*** Opening of Material supplied ***

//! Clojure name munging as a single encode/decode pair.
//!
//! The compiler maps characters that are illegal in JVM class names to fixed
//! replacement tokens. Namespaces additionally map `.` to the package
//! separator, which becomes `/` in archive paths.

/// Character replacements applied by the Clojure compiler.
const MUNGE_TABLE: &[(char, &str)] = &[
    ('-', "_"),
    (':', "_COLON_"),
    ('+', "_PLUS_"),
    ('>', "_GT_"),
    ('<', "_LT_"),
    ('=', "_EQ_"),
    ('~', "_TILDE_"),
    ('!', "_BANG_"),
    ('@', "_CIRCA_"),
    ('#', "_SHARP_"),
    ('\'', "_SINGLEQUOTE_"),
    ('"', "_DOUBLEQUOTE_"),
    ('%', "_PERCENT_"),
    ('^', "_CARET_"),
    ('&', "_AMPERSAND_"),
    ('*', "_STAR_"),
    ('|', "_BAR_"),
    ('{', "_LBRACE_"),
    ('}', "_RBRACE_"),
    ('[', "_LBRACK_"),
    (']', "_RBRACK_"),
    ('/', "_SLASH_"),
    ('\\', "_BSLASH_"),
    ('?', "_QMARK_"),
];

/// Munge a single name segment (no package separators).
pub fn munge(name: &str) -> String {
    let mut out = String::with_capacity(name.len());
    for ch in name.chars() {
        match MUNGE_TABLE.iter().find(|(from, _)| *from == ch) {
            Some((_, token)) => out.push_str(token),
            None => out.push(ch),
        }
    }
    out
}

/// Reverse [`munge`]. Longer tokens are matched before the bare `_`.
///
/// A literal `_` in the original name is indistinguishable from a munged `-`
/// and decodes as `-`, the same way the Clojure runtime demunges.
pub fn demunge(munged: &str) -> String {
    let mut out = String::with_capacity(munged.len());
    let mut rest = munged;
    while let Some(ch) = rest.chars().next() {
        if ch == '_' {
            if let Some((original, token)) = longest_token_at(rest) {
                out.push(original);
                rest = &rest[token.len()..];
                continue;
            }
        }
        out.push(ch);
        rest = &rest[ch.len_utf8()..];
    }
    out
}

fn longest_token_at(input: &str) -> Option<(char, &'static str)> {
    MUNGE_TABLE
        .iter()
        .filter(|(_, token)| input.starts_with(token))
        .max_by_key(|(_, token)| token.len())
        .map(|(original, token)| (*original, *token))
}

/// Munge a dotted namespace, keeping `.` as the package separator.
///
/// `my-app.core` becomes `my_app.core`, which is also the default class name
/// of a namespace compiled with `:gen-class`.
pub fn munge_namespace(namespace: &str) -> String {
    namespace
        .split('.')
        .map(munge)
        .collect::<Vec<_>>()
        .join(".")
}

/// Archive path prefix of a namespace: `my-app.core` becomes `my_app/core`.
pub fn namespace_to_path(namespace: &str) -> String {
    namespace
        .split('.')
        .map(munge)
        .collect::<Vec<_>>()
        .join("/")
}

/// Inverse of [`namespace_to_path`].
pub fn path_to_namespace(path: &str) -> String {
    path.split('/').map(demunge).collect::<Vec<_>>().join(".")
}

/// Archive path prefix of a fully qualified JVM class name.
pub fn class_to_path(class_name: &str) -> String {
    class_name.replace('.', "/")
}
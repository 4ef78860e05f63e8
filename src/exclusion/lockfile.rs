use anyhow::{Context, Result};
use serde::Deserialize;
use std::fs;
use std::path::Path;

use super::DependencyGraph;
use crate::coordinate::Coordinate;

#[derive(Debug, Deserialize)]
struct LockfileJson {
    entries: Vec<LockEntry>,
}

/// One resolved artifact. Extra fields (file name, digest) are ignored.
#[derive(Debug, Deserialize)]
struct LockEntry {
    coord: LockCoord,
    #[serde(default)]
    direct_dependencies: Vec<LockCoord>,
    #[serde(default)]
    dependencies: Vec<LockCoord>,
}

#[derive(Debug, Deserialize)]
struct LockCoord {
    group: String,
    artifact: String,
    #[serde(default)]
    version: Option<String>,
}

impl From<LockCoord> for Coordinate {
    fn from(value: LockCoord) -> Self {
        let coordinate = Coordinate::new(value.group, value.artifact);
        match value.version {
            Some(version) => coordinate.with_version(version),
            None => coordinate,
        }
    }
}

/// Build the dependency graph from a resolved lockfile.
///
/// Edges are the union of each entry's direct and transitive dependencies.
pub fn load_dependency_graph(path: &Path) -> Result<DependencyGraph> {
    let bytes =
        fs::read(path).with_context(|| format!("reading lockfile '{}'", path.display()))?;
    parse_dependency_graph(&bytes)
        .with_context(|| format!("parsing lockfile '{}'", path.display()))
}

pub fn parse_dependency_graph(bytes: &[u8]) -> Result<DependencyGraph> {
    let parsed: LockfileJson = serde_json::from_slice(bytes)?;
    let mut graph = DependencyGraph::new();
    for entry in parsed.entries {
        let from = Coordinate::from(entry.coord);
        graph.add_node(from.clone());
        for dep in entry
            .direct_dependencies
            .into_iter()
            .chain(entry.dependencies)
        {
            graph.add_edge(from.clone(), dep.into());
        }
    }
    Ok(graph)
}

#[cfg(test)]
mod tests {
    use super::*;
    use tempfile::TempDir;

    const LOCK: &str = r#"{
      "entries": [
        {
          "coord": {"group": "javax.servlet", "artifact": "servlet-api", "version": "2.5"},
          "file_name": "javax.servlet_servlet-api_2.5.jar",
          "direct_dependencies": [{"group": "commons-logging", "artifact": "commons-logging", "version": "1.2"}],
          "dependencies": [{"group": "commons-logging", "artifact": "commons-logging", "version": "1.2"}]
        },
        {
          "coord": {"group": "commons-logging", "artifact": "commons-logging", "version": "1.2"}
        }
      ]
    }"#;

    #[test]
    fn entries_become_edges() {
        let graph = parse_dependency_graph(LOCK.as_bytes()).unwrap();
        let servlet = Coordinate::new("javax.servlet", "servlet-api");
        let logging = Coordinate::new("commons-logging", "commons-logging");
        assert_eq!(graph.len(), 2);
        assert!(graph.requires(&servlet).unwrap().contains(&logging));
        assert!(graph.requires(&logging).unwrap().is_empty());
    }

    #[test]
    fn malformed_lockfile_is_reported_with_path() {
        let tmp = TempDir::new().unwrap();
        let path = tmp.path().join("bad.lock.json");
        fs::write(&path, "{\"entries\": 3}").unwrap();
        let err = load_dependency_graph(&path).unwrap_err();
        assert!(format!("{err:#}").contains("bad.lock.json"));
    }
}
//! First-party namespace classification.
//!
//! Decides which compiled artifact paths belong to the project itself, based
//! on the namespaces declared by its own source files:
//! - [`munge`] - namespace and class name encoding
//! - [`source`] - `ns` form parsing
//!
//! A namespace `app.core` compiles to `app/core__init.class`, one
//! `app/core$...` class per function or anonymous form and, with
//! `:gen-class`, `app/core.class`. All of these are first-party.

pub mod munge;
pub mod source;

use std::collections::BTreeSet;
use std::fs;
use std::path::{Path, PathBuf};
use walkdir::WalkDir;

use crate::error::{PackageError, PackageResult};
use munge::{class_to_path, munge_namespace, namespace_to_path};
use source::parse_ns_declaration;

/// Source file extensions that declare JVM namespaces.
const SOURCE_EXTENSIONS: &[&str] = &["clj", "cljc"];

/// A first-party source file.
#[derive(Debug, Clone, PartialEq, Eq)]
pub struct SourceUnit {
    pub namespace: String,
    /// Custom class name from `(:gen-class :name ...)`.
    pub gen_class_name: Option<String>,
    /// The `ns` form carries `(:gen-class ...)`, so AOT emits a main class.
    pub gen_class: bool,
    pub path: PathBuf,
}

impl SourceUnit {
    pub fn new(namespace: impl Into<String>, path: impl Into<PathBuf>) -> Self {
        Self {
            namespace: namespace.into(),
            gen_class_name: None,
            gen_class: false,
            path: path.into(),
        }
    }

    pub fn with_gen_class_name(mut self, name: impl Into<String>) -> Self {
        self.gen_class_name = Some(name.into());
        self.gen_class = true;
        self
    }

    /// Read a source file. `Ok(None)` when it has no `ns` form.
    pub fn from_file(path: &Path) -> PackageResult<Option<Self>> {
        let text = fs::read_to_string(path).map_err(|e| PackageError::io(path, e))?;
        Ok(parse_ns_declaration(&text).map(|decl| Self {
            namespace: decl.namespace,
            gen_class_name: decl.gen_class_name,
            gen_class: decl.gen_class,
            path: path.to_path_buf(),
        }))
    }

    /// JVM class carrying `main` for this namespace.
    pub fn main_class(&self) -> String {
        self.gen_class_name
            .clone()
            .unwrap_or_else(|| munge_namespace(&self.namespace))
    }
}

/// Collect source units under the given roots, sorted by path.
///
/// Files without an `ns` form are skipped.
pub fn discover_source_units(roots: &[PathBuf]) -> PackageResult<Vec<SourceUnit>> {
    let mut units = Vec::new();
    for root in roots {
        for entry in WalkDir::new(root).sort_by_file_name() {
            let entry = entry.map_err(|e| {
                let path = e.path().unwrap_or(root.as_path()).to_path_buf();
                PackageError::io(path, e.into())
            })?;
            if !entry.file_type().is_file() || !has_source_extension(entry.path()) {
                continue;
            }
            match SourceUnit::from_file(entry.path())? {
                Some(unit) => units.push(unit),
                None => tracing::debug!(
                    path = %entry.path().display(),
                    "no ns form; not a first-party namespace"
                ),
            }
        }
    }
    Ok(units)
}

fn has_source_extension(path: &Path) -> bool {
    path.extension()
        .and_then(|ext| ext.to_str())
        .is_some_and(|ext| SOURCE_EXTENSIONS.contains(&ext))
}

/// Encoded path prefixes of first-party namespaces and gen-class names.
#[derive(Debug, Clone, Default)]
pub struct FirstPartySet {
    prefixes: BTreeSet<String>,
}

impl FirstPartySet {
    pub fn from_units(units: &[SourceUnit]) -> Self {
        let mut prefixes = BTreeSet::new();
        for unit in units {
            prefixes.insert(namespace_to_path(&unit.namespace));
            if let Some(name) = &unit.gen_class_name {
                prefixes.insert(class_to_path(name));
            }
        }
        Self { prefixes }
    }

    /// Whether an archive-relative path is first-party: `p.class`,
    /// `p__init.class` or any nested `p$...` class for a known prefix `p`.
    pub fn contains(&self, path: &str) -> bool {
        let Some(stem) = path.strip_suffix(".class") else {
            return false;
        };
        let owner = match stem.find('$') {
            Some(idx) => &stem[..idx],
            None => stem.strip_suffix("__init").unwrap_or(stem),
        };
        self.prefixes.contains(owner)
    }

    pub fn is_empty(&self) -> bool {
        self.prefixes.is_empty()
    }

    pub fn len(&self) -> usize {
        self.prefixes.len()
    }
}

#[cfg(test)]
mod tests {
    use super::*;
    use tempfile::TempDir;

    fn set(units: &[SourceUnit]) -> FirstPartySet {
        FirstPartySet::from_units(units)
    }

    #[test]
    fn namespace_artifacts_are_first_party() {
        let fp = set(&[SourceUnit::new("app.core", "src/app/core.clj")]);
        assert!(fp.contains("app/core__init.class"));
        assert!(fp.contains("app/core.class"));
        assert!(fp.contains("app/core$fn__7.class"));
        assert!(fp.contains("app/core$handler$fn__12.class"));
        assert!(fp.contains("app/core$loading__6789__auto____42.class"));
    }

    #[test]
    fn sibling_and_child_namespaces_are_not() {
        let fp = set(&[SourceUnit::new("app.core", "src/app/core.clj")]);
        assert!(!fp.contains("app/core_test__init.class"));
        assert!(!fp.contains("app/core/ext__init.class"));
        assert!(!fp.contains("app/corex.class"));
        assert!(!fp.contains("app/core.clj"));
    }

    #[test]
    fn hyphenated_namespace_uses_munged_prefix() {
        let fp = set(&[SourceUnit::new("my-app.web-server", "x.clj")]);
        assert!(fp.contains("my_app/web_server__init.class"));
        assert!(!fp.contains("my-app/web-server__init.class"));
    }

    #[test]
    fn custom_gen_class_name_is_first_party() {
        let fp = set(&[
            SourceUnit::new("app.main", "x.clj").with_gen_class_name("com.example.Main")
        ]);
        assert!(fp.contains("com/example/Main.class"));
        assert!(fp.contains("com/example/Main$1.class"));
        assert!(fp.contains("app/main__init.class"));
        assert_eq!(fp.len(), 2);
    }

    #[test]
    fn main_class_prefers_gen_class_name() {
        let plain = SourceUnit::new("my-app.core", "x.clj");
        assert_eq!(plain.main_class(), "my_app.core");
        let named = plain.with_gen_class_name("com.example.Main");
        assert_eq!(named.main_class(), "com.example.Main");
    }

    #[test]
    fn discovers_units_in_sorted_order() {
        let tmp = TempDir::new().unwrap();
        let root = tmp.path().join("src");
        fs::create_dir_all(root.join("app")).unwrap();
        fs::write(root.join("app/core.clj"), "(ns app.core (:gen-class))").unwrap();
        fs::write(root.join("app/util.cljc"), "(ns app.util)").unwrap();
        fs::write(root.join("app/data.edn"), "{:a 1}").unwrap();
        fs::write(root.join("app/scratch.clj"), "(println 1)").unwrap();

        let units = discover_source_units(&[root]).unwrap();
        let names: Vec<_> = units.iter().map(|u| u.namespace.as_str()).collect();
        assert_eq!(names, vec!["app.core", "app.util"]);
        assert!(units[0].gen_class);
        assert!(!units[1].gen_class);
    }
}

*** Close of Material supplied ***

### What to produce
Copy out every line from the records that has the word "cljc".

### Written response
const SOURCE_EXTENSIONS: &[&str] = &["clj", "cljc"];
        fs::write(root.join("app/util.cljc"), "(ns app.util)").unwrap();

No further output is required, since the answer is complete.